Can a person have LPR and sinusitis, but with both conditions independent of each other, rather than one causing the other?
Dr. Koufman explains, “A person can have both conditions.
“However, reflux is more likely to cause sinus disease than sinus disease to cause reflux.
“As doctors become more aware that reflux can cause disease anywhere in the airway, including the sinuses, more people will receive treatment, which can prevent sinusitis.
“In other words, many reflux patients on long-tern anti-reflux treatment report that their sinus troubles vanish, too.”
How often is GERD misdiagnosed as sinusitis?
“LPR/GERD is often misdiagnosed as sinusitis, simply because of the post-nasal drip,” says Dr. Koufman.
“Too much throat mucus is one of the most common symptoms of LPR.”

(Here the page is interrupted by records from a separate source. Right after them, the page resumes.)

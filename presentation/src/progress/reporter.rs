//! Progress reporting for council fan-outs

use colored::Colorize;
use council_application::ProgressNotifier;
use council_domain::ProviderId;
use indicatif::{ProgressBar, ProgressStyle};
use std::sync::Mutex;

/// Reports progress with an indicatif bar, one tick per provider
pub struct ProgressReporter {
    bar: Mutex<Option<ProgressBar>>,
}

impl ProgressReporter {
    pub fn new() -> Self {
        Self {
            bar: Mutex::new(None),
        }
    }

    fn bar_style() -> ProgressStyle {
        ProgressStyle::default_bar()
            .template("{spinner:.green} {prefix:.bold.cyan} [{bar:40.cyan/blue}] {pos}/{len} {msg}")
            .unwrap_or_else(|_| ProgressStyle::default_bar())
            .progress_chars("=>-")
    }
}

impl Default for ProgressReporter {
    fn default() -> Self {
        Self::new()
    }
}

impl ProgressNotifier for ProgressReporter {
    fn on_dispatch_start(&self, total: usize) {
        let pb = ProgressBar::new(total as u64);
        pb.set_style(Self::bar_style());
        pb.set_prefix("Consulting the council");
        pb.set_message("Waiting for providers...");

        if let Ok(mut bar) = self.bar.lock() {
            *bar = Some(pb);
        }
    }

    fn on_provider_complete(&self, provider: &ProviderId, success: bool) {
        if let Ok(bar) = self.bar.lock()
            && let Some(pb) = bar.as_ref()
        {
            let status = if success {
                format!("{} {}", "v".green(), provider)
            } else {
                format!("{} {}", "x".red(), provider)
            };
            pb.set_message(status);
            pb.inc(1);
        }
    }

    fn on_dispatch_complete(&self) {
        if let Ok(mut bar) = self.bar.lock()
            && let Some(pb) = bar.take()
        {
            pb.finish_and_clear();
        }
    }

    fn on_cache_hit(&self) {
        eprintln!("{} {}", "->".cyan(), "Answer served from cache".dimmed());
    }
}

/// Simple text-based progress (no fancy UI)
pub struct SimpleProgress;

impl ProgressNotifier for SimpleProgress {
    fn on_dispatch_start(&self, total: usize) {
        eprintln!("{} {} ({} providers)", "->".cyan(), "Consulting the council".bold(), total);
    }

    fn on_provider_complete(&self, provider: &ProviderId, success: bool) {
        if success {
            eprintln!("  {} {}", "v".green(), provider);
        } else {
            eprintln!("  {} {} (failed)", "x".red(), provider);
        }
    }

    fn on_dispatch_complete(&self) {
        eprintln!();
    }

    fn on_cache_hit(&self) {
        eprintln!("{} {}", "->".cyan(), "Answer served from cache".dimmed());
    }
}

#[cfg(test)]
mod tests {
    use super::*;

    #[test]
    fn test_bar_lifecycle() {
        let reporter = ProgressReporter::new();
        reporter.on_dispatch_start(2);
        reporter.on_provider_complete(&ProviderId::Claude, true);
        reporter.on_provider_complete(&ProviderId::Gpt4, false);

        let position = reporter.bar.lock().unwrap().as_ref().map(|pb| pb.position());
        assert_eq!(position, Some(2));

        reporter.on_dispatch_complete();
        assert!(reporter.bar.lock().unwrap().is_none());
    }

    #[test]
    fn test_completion_without_start_is_ignored() {
        let reporter = ProgressReporter::default();
        reporter.on_provider_complete(&ProviderId::Claude, true);
        reporter.on_dispatch_complete();
        assert!(reporter.bar.lock().unwrap().is_none());
    }
}
//! Domain layer for ai-council
//!
//! This crate contains the core business logic and value objects.
//! It has no dependencies on infrastructure or presentation concerns.
//!
//! # Core Concepts
//!
//! ## Council
//!
//! A question is fanned out to several text-generation providers at once.
//! Every provider's outcome (success or failure) is recorded as a
//! [`GenerationResult`], and the set is folded into a [`CouncilResponse`]:
//!
//! - **Synthesis** (default): one document with an excerpt per provider
//!   and a lexical consensus score
//! - **Detailed**: the raw per-provider answers only
//! - **Debate**: every answer in full, followed by an analysis section
//!
//! ## Caching
//!
//! Responses are content-addressed by [`CacheKey`], derived from the
//! normalized question, the provider set and the mode.

pub mod core;
pub mod council;
pub mod pricing;
pub mod prompt;
pub mod util;

// Re-export commonly used types
pub use core::{
    error::DomainError,
    provider::ProviderId,
    question::{MAX_QUESTION_CHARS, Question},
};
pub use council::{
    aggregator::{Aggregation, Aggregator, NO_USABLE_DEBATE, NO_USABLE_SYNTHESIS},
    cache::{CacheEntry, CacheKey},
    consensus::{ConsensusScore, Verdict, consensus},
    mode::ResponseMode,
    request::{CouncilRequest, DEFAULT_TEMPERATURE, MAX_OUTPUT_TOKENS},
    response::CouncilResponse,
    result::{Generation, GenerationResult},
    stats::{CacheStats, CouncilStats},
};
pub use pricing::{Price, cost_for};
pub use prompt::PromptTemplate;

What is the function of mucus? It creates a protective barrier for the nasal membranes, as well as the membranes that line the throat.
“When irritation is present from reflux, generally more mucus is produced, almost as if the body was trying to better protect itself,” says Dr. Koufman.
About half of Dr. Koufman’s patients, who have been diagnosed with sinus disease by other doctors, don’t have sinusitis.
She adds, “Unfortunately, sometimes I see such patients after they’ve had unsuccessful and ineffective sinus surgery.”
Why is GERD so often misdiagnosed as sinusitis?
“Reflux is misdiagnosed as sinusitis, even when special X-rays are obtained,” says Dr. Koufman.
“Thick lining inside the sinuses is actually not ‘sinusitis,’ but can be associated with reflux or even allergies.
“True sinusitis will show complete opacification of the sinus or even an air-fluid level.” Opacification means non-transparency.
The truth is, continues Dr. Koufman, that “many physicians assume that nasal/sinus symptoms are due to sinusitis simply because they are still unaware of silent reflux.
“After all, if a person doesn’t have heartburn or indigestion, it’s easy (easier) to overlook the diagnosis of LPR.”
So how is a diagnosis of LPR made?
One must make an appointment with an ENT (ear, nose and throat) doctor for a complete throat and nose exam.
Dr. Koufman adds that there is now a special test called pharyngeal pH-monitoring that detects acid in the upper area of the throat.
If you have symptoms that seem to be GERD or sinusitis, don’t try to self-diagnose; make an appointment with an ENT physician.